Why Evolution is Wrong, post 3 of 10: Irreducible Complexity.

           This article is a continuation of my last post wherein I showed briefly how sickle cell anemia evolved in humans through random mutation and natural selection.  New readers may need to go back and read it in order to understand some of my points in this next article.


            Most people today have digital cameras built into their cell phones.  As we all know, these devices take pictures and then store the data in a code that contains the information for the color for each individual pixel. These pictures are often up-loaded onto a computer, from where they are later downloaded onto a friend’s website or a compact disc. They can be copied many times and sent all around the globe in a matter of minutes or less.  In order to illustrate mutation in living organisms, let’s assume for the moment that the photographs frequently developed mistakes when they were being copied. Let’s pretend that quite often part of the picture is deleted, entire sections swapped, or individual pixels randomly change their color. How many changes would it take for the picture to morph completely into something else? Suppose that you started with a highly detailed photograph of a Model T, and wanted it to turn into an equally detailed picture of a Porsche? How long would this kind of transformation take if the picture was being recopied ten times every second. Would it take a year? Would it take a decade?
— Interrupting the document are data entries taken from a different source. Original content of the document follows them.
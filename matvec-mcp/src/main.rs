use matvec_mcp::server::{PROTOCOL_VERSION, SERVER_VERSION};
use matvec_mcp::{process_line, ServerConfig};
use tokio::io::{self, AsyncBufReadExt, AsyncWriteExt, BufReader};
use tracing::{debug, error, info};
use tracing_subscriber::EnvFilter;

#[tokio::main]
async fn main() {
    // stdout is the protocol channel, so logs go to stderr
    tracing_subscriber::fmt()
        .with_env_filter(EnvFilter::try_from_default_env().unwrap_or_else(|_| EnvFilter::new("info")))
        .with_writer(std::io::stderr)
        .with_ansi(false)
        .init();

    let config = ServerConfig::from_env();
    info!(
        version = SERVER_VERSION,
        protocol = PROTOCOL_VERSION,
        mode = ?config.matrix_mode,
        max_dim = config.max_dim,
        "matvec MCP server started"
    );

    let mut lines = BufReader::new(io::stdin()).lines();
    let mut stdout = io::stdout();

    loop {
        let line = match lines.next_line().await {
            Ok(Some(line)) => line,
            Ok(None) => {
                info!("client disconnected (EOF)");
                break;
            }
            Err(e) => {
                error!(error = %e, "error reading input");
                break;
            }
        };

        let line = line.trim();
        if line.is_empty() {
            continue;
        }
        debug!(bytes = line.len(), "received");

        let Some(response) = process_line(&config, line) else {
            continue;
        };

        let mut payload = match serde_json::to_vec(&response) {
            Ok(p) => p,
            Err(e) => {
                error!(error = %e, "error encoding response");
                continue;
            }
        };
        payload.push(b'\n');

        if let Err(e) = stdout.write_all(&payload).await {
            error!(error = %e, "error writing response");
            break;
        }
        if let Err(e) = stdout.flush().await {
            error!(error = %e, "error flushing stdout");
            break;
        }
    }

    info!("server shutting down");
}
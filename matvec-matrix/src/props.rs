//! Matrix properties: determinant

use matvec_core::{MatvecError, Number};

use crate::helpers::check_square;
use crate::types::Matrix;

/// Determinants with magnitude below this are reported as exactly zero and
/// mark the matrix as singular.
pub const SINGULAR_EPS: f64 = 1e-10;

/// Pivots smaller than this are treated as zero during exact elimination;
/// it sits well above the rounding residue of 50-digit arithmetic.
pub(crate) const EXACT_PIVOT_EPS: f64 = 1e-30;

/// Determinant of a square matrix. Singular matrices give zero, not an error.
pub fn determinant(m: &Matrix) -> Result<Number, MatvecError> {
    let det = raw_determinant(m)?;
    if det.is_negligible(SINGULAR_EPS) {
        Ok(Number::zero())
    } else {
        Ok(det)
    }
}

/// Determinant as computed, without snapping small values to zero.
/// Only the singularity test on a coefficient matrix applies `SINGULAR_EPS`.
pub(crate) fn raw_determinant(m: &Matrix) -> Result<Number, MatvecError> {
    check_square(m, "determinant")?;

    match m {
        Matrix::Exact(em) => exact_determinant(&em.data),
        Matrix::Float(fm) => Ok(Number::from_f64(fm.data.determinant())),
    }
}

/// Gaussian elimination with partial pivoting over Number
fn exact_determinant(data: &[Vec<Number>]) -> Result<Number, MatvecError> {
    let n = data.len();
    match n {
        1 => return Ok(data[0][0].clone()),
        2 => return Ok(data[0][0].mul(&data[1][1]).sub(&data[0][1].mul(&data[1][0]))),
        _ => {}
    }

    let mut a = data.to_vec();
    let mut det = Number::one();

    for k in 0..n {
        let pivot = (k + 1..n).fold(k, |best, i| if a[i][k].abs() > a[best][k].abs() { i } else { best });
        if a[pivot][k].is_negligible(EXACT_PIVOT_EPS) {
            return Ok(Number::zero());
        }
        if pivot != k {
            a.swap(pivot, k);
            det = det.neg();
        }
        det = det.mul(&a[k][k]);

        for i in k + 1..n {
            let factor = a[i][k].checked_div(&a[k][k])?;
            if factor.is_zero() {
                continue;
            }
            for j in k..n {
                let updated = a[i][j].sub(&factor.mul(&a[k][j]));
                a[i][j] = updated;
            }
        }
    }

    Ok(det)
}
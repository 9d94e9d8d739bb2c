//! matvec MCP Server
//!
//! JSON-RPC 2.0 over stdio, one request per line. Tools:
//! - matrix_operate: add, subtract, multiply, determinant, inverse, transpose, scalar-multiply
//! - linear_cramer: solve Ax = b by Cramer's rule
//! - linear_inverse: solve Ax = b as A⁻¹b
//! - vectors_calc: 2-D vector sum, difference, dot, cross and plot spec

pub mod config;
pub mod protocol;
pub mod server;
pub mod tools;

pub use config::ServerConfig;
pub use server::{handle_request, process_line};
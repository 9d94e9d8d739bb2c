//! matvec Core - Fundamental types
//!
//! This crate provides the core types used throughout matvec:
//! - `Number`: arbitrary precision decimal numbers
//! - `parse_scalar`: fraction-aware parsing of cell text
//! - `MatvecError`: structured errors with machine-readable codes
//! - fixed-place display formatting for everything leaving the engine

mod error;
mod format;
mod number;
mod parse;

pub use error::{ErrorCode, MatvecError};
pub use format::{display, fixed, DISPLAY_PLACES};
pub use number::{Number, NumberError};
pub use parse::{parse_cell, parse_scalar};
//! 2-D vector geometry

use matvec_core::{parse_cell, MatvecError};
use nalgebra::Vector2;

/// A vector in the plane, always held in cartesian form
pub type Vector2D = Vector2<f64>;

/// Magnitude and angle in degrees, counter-clockwise from +x
#[derive(Debug, Clone, Copy, PartialEq)]
pub struct Polar {
    pub magnitude: f64,
    pub degrees: f64,
}

pub fn to_cartesian(magnitude: f64, degrees: f64) -> Vector2D {
    let rad = degrees.to_radians();
    Vector2D::new(magnitude * rad.cos(), magnitude * rad.sin())
}

/// Polar form; the zero vector has angle 0
pub fn to_polar(v: &Vector2D) -> Polar {
    let magnitude = v.x.hypot(v.y);
    let degrees = if magnitude == 0.0 { 0.0 } else { v.y.atan2(v.x).to_degrees() };
    Polar { magnitude, degrees }
}

pub fn sum(u: &Vector2D, v: &Vector2D) -> Vector2D {
    u + v
}

pub fn diff(u: &Vector2D, v: &Vector2D) -> Vector2D {
    u - v
}

pub fn dot(u: &Vector2D, v: &Vector2D) -> f64 {
    u.dot(v)
}

/// z-component of the 3-D cross product: `ux·vy − uy·vx`
pub fn cross_z(u: &Vector2D, v: &Vector2D) -> f64 {
    u.perp(v)
}

/// Parse one vector component from cell text (fractions allowed)
pub fn parse_component(text: &str, field: &str) -> Result<f64, MatvecError> {
    let n = parse_cell(text, field)?;
    n.to_f64()
        .ok_or_else(|| MatvecError::parse_error(text).in_cell(field))
}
            Of course the correct answer is hard to know for sure, but I strongly doubt it could happen at all; not unless the changes were part of a carefully planned program.  Suppose that the changes were random, but you had a large panel of car enthusiasts voting to “select” the changes that they thought were most Porsche-like by an up or down vote.  Would they be able to guide the evolution of the picture successfully, or would the photograph of the Model T disintegrate into a meaningless mass of color? I would say that the answer is clearly the latter.  The only way that the transformation could succeed is if a majority of panelists plotted out a specific, chronological pathway in advance and agreed to only vote for changes that fit perfectly with this plan. Even then, the process might easily take a million years.  Evolution operates in a similar way, with the DNA acting like the computer software, and environmental factors acting as the panelists.  The problem facing the evolution model, however, is that the “panelists” are constantly changing their minds.  One panelist who calls himself “weather” may want the organism to be suited for an ideal temperature of 45 degrees one millennium, but then suddenly decide that perhaps 25 degrees would be better just a few dozen generations later. Likewise, other panelists such as “predators” and “food supply” and “atmospheric conditions” may all be prone to the same kind of vagaries. And this is assuming, of course, that a giant asteroid doesn’t fall from outer space and wipe the entire thing out in the meantime.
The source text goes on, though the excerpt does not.